In the last year, we have built and released ClickHouse Cloud, delivering a beta release in September and, more recently, reaching GA this month. As our Cloud usage grows, our support team is increasingly required to monitor and help diagnose issues on our customer’s clusters. For this, we often rely on the system tables provided by ClickHouse. In this blog series, we share some of their common queries to benefit our self-managed community, utilizing SQL queries to monitor your SQL queries! In our first post, we focus on monitoring data concerning INSERT statements to address early misconfiguration or misuse. In a later post, we’ll look at monitoring SELECT queries and how we can detect problems your users are experiencing early, allowing you to deliver a better ClickHouse experience.
All of the examples in this post were created in ClickHouse Cloud where you can spin up a cluster on a free trial in minutes, let us deal with the infrastructure, and get querying! This includes access to SQL Console, which we have used here for visualizing the results of queries.
Monitoring Insert queries
In this blog post, you will find a list of useful SQL queries for monitoring the results of INSERT statements. These queries fall into two main categories:
- Monitoring - Used for understanding the clickhouse cluster setup and usage
- Troubleshooting - Required when identifying the root cause of an issue
Let's run through a quick overview of the queries you will see on this blog post.
Monitoring Asynchronous Inserts
Asynchronous inserts are the recommended way to insert data into ClickHouse Cloud via the async_insert
setting. For further details on how they work and the accompanying best practices, see here.
When using async_insert
, new parts are not created after each INSERT SQL query, but when either the setting async_insert_busy_timeout_ms
or async_insert_max_data_size
is exceeded - these settings control the flushing of a buffer.
This process writes to a number of useful log tables with the system database. The insert process is visualized below, with an indication of the relevant log file at each stage.
We can use the query below to review how many (and how often) new parts are created during the last two hours.
SELECT count() AS new_parts, toStartOfMinute(event_time) AS modification_time_m, table, sum(rows) AS total_written_rows, formatReadableSize(sum(size_in_bytes)) AS total_bytes_on_disk FROM clusterAllReplicas(default, system.part_log) WHERE (event_type = 'NewPart') AND (event_time > (now() - toIntervalHour(2))) GROUP BY modification_time_m, table ORDER BY modification_time_m ASC, table DESC
This first query also applies to synchronous inserts.
We can also use the system.asynchronous_insert_log
table to review each async insert's status.
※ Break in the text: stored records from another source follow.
use axum::Json;
use axum::extract::rejection::JsonRejection;
use axum::extract::{Path, Query, State};
use hsg_domain::{CasePatch, CaseStatusFilter};
use serde_json::Value;

use super::parse_case_id;
use crate::dto::{CaseListResponse, CaseResponse, CaseStatusQuery, SingleCaseResponse};
use crate::error::{ApiError, ApiResult};
use crate::state::AppState;

pub async fn list_cases_handler(
    State(state): State<AppState>,
    Query(query): Query<CaseStatusQuery>,
) -> ApiResult<Json<CaseListResponse>> {
    let filter = CaseStatusFilter::from_query(query.status.as_deref())?;
    let cases = state.case_service.list_cases(filter).await?;

    Ok(Json(CaseListResponse {
        ok: true,
        cases: cases.into_iter().map(CaseResponse::from).collect(),
    }))
}

pub async fn get_case_handler(
    State(state): State<AppState>,
    Path(case_id): Path<String>,
) -> ApiResult<Json<SingleCaseResponse>> {
    let case = state
        .case_service
        .get_case(parse_case_id(&case_id)?)
        .await?;

    Ok(Json(SingleCaseResponse {
        ok: true,
        case: CaseResponse::from(case),
    }))
}

pub async fn update_case_handler(
    State(state): State<AppState>,
    Path(case_id): Path<String>,
    payload: Result<Json<Value>, JsonRejection>,
) -> ApiResult<Json<SingleCaseResponse>> {
    let case_id = parse_case_id(&case_id)?;
    let Ok(Json(Value::Object(body))) = payload else {
        return Err(ApiError::bad_request("Invalid JSON body."));
    };

    let patch = CasePatch::from_json(&body)?;
    let case = state.case_service.update_case(case_id, patch).await?;

    Ok(Json(SingleCaseResponse {
        ok: true,
        case: CaseResponse::from(case),
    }))
}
The result of the following query is ordered by flush_time
with the results allowing us to determine when the data was inserted (multiple lines can belong to the same flush, you can group by flush_query_id in order to have one line per flush).
SELECT event_time, query, database, table, bytes, status, flush_time FROM clusterAllReplicas(default, system.asynchronous_insert_log) ORDER BY flush_time DESC
Monitoring Synchronous Inserts
While in most cases, asynchronous inserts are the most practical means of inserting data, users may not be using this approach if they can batch their insert requests client-side or are performing a bulk load.
For synchronous inserts, in addition to watching the number of new parts created, users should monitor the number of insert bulk requests that have been processed and the total written rows. There should be a big difference between these metrics. If not, this means you are inserting a small number of rows on each INSERT SQL request which can produce errors such as DB::Exception: Too many parts
.
We will use two different system tables to collect these two metrics.
- The table
system.query_logs
will provide us with the metric about how many Insert bulk requests have been processed by the ClickHouse service - specifically, for the query below, see the value ofnb_bulk_inserts
.
SELECT toStartOfMinute(event_time) AS event_time_m, count(*) AS nb_bulk_inserts FROM clusterAllReplicas(default, system.query_log) WHERE (query ILIKE '%insert%') AND (query_kind = 'Insert') AND (type = 'QueryFinish') AND (NOT (Settings['async_insert']) = '1') AND (event_time > (now() - toIntervalDay(3))) GROUP BY event_time_m ORDER BY event_time_m ASC
- The
system.part_log
table provides the important statistic regarding the amount of data written. With this query we will be able to calculate thetotal_written_rows
, andtotal_bytes_on_disk
. This query will be mainly used for troubleshooting or tuning ingestion strategies.
SELECT toStartOfMinute(event_time) AS modification_time_m, table, sum(rows) AS total_written_rows, formatReadableSize(sum(size_in_bytes)) AS total_bytes_on_disk FROM clusterAllReplicas(default, system.part_log) WHERE (event_type = 'NewPart') AND (event_time > (now() - toIntervalDay(3))) GROUP BY modification_time_m, table ORDER BY modification_time_m ASC, table DESC
The previous queries will show you data for the last 3 days. Modify this to suit your ingestion rate e.g. a few hours from now (event_time > now() - toIntervalHour(2)
).
Average INSERT query duration over time
With this query, we aim to measure the performance of insert operations using the number of insert batches and the average duration that it took to complete them. By plotting this data, we can see how a ClickHouse service is performing for these operations. The relation between these two lines allows you to see bottlenecks in your system during periods of heavy load. These will be easier to correlate if all your batches have a consistent size.
This is again only applicable to synchronous inserts since the timing doesn’t capture the entire event for an asynchronous operation - rather just the buffering stage.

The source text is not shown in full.